A recent research trip to China was undertaken to better understand the rapid development of its e-commerce market. Meetings took place with a wide variety of consumer brand companies, e-commerce (digital) platforms, Chinese consumer and online marketing consultants, regulatory specialists and foreign government trade representatives to ascertain how digital e-commerce is evolving and any emerging trends. 

From the state closed-circuit video surveillance system photographing your every move, to Tencent, which provides a transaction record of human behaviour through Chinese super apps such as WeChat and Alipay, it’s painfully apparent China is one of the world’s largest investors and adopters of digital technologies.

The sheer scale and size of the Chinese market and digital consumer are something that are hard to comprehend. The Chinese population of approximately 1.4 billion people has 820 million mobile internet users, more than the US (260 million) and Europe (340 million) combined with mobile internet-only users totaling 20 per cent. A staggering 70 per cent of internet users also use mobile payments (compared to just 15 per cent in the US) and the total value of mobile payment transactions total US$40 trillion, which is 250 times the size of the US mobile payments value. WeChat has 1.1 billion active daily users and its mobile phone WeChat app account can be used to buy almost anything, by simply scanning a QR code. Astonishingly, China’s homeless use WeChat-supported QR codes to accept mobile payments when panhandling.

More recently, a new player in Pinduoduo, founded in 2015, has become the third-largest Chinese e-commerce platform with approximately 500 million active users and a market capitalisation of US$25 billion (listing just 18 months ago and rising US$1.6 billion). Pinduoduo offers a value for money proposition with a team purchase function, focused on the lower tier cities and less affluent consumers. It allows multiple buyers to leverage their buying power to gain discounts which, in some cases, can be material. The platform has been able to build scale and provides delivery direct from the manufacturer to each individual consumer, cutting out the middleman and saving distribution costs. The level of information Pinduoduo has on its consumers and their buying habits has allowed the company to create sociographs on its consumers. These provide links between buyers and buying habits creating a system to understand preferences and who is influencing consumer behaviour. The algorithms are able to help predict and drive future sales (an impressive development, if somewhat alarming). 

The next level of digital innovation is already evolving where artificial intelligence is being used to scan crowds walking down the street and identify who has not paid their bills.
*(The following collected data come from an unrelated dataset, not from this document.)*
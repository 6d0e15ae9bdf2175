//! StoryForge Common Library
//!
//! Shared code for the StoryForge gateway and retry tool:
//! - Database models and the provenance store
//! - External registration client abstraction
//! - Derivative registration engine
//! - Webhook reconciliation and backfill orchestration
//! - Error types, configuration, authentication and metrics

pub mod auth;
pub mod backfill;
pub mod config;
pub mod db;
pub mod engine;
pub mod errors;
pub mod metrics;
pub mod ratelimit;
pub mod registration;
pub mod store;
pub mod webhook;

#[cfg(test)]
mod test_support;

// Re-export commonly used types
pub use backfill::{BatchOptions, Orchestrator};
pub use config::AppConfig;
pub use db::{DbPool, Repository};
pub use engine::{RegistrationEngine, RegistrationOutcome, MAX_PARENT_IPS};
pub use errors::{AppError, Result};
pub use registration::RegistrationClient;
pub use store::{MemoryStore, ProvenanceStore};
pub use webhook::Reconciler;

/// Application version
pub const VERSION: &str = env!("CARGO_PKG_VERSION");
It is a chilling development in terms of consumer privacy but highlights how the Chinese government is actively involved in helping facilitate digital investment.

The Chinese government has moved to regulate the digital sector only after a delay with weak enforcement of intellectual property rights in the early days, an approach that has given innovators plenty of space to experiment. But today, the government is playing a much more active role in building world class infrastructure and acting as developer and consumer. 

For any Australian, or international brand businesses, the more active role being played by Chinese government at one level increases the risk around the license to operate. However, it also highlights that to succeed in China requires not only an understanding of the commercially dynamic and fast-changing e-commerce and consumer trends, but also the importance of government-to-government relations and need for good corporate stakeholder relations.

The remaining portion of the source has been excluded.